Etymological doublets – are pairs of words, which have one and the same original form, but which have acquired different forms and even different meanings during the course of linguistic development. Ex: the words shirt and skirt etymologically descend from the same root. Shirt is a native word, skirt is a Scandinavian borrowings. Their phonetic shape is different, and yet there is a certain resemblance, which reflects their common origin. Their meanings are also different but easily associated: they both denote articles of clothing. Etymological triplets (groups of three words of common root) – hospital (Lat) – hostel (Norm. Fr) – hotel (Par. Fr).

Translation-Loans. This term is equivalent to borrowing. They are not taken into the vocabulary of another language more or less in the same phonetic shape in which they have been functioning in their own language, but undergo the process of translation. It is obvious that it is only compound words, which can be subjected to such an operation, each stem being translated separately. Ex: collective farm (колхоз); wonder child (Wunderkind); five-year plan (пятилетка)

The meaning of the word.

The meaning of the word is made up of the grammatical and lexical meaning.

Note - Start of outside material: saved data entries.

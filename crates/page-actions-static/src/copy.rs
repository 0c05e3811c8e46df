//! Copy directive execution.

use std::collections::HashMap;
use std::fmt;
use std::fs;
use std::path::{Path, PathBuf};
use std::sync::Arc;

use walkdir::WalkDir;

use page_actions_core::MirrorError;

use crate::builder::BuildError;

/// Per-file rename hook: `(file_name, extension, full_path)` to a path
/// relative to the copy destination.
pub type RenameFn = Arc<dyn Fn(&str, &str, &Path) -> Result<PathBuf, MirrorError> + Send + Sync>;

/// A request to copy matching files from a source tree into the output.
#[derive(Clone)]
pub struct CopyTarget {
    /// Source directory to walk
    pub src: PathBuf,

    /// Extensions to match, without the leading dot
    pub extensions: Vec<String>,

    /// Destination relative to the output directory (empty for the root)
    pub dest: PathBuf,

    /// Maps each matched file to its destination path
    pub rename: RenameFn,
}

impl fmt::Debug for CopyTarget {
    fn fmt(&self, f: &mut fmt::Formatter<'_>) -> fmt::Result {
        f.debug_struct("CopyTarget")
            .field("src", &self.src)
            .field("extensions", &self.extensions)
            .field("dest", &self.dest)
            .finish_non_exhaustive()
    }
}

impl CopyTarget {
    fn matches(&self, path: &Path) -> bool {
        let ext = path.extension().and_then(|e| e.to_str()).unwrap_or("");
        self.extensions.iter().any(|e| e == ext)
    }
}

/// Copy every matching file under `target.src` into `output_dir`.
///
/// Returns the number of files copied. Two sources renamed onto the same
/// destination abort the copy.
pub fn execute_copy(target: &CopyTarget, output_dir: &Path) -> Result<usize, BuildError> {
    if !target.src.exists() {
        return Err(BuildError::ReadError(format!(
            "Content directory not found: {}",
            target.src.display()
        )));
    }

    let dest_root = output_dir.join(&target.dest);
    let mut seen: HashMap<PathBuf, PathBuf> = HashMap::new();

    for entry in WalkDir::new(&target.src)
        .follow_links(true)
        .sort_by_file_name()
    {
        let entry =
            entry.map_err(|e| BuildError::ReadError(format!("Failed to walk content: {}", e)))?;
        let path = entry.path();

        if !path.is_file() || !target.matches(path) {
            continue;
        }

        let file_name = path.file_stem().and_then(|s| s.to_str()).unwrap_or("");
        let extension = path.extension().and_then(|e| e.to_str()).unwrap_or("");

        let relative = (target.rename)(file_name, extension, path)?;
        let dest = dest_root.join(&relative);

        if let Some(first) = seen.get(&dest) {
            return Err(BuildError::Collision {
                first: first.display().to_string(),
                second: path.display().to_string(),
                dest: dest.display().to_string(),
            });
        }

        if let Some(parent) = dest.parent() {
            fs::create_dir_all(parent).map_err(|e| BuildError::WriteError(e.to_string()))?;
        }

        fs::copy(path, &dest).map_err(|e| {
            BuildError::WriteError(format!("{} -> {}: {}", path.display(), dest.display(), e))
        })?;

        tracing::debug!("Mirrored {} -> {}", path.display(), relative.display());
        seen.insert(dest, path.to_path_buf());
    }

    Ok(seen.len())
}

GM is the component of meaning, recurrent in identical sects of individual forms of different words. Eg.: the tense meaning in the word forms “asked, thought, worked”, or the case meaning in the word forms of various nouns “girls-boys”, so the GM unites words in the big groups such as parts of speech or lexical grammatical clauses.

LM (semantical component) comparing word forms of one word we observe that LM is indentical in all forms of the words. Eg.: the word forms “go, goes, went, going, gone” possess different GM of tense, person..., but one and the same component denoting the process of movement.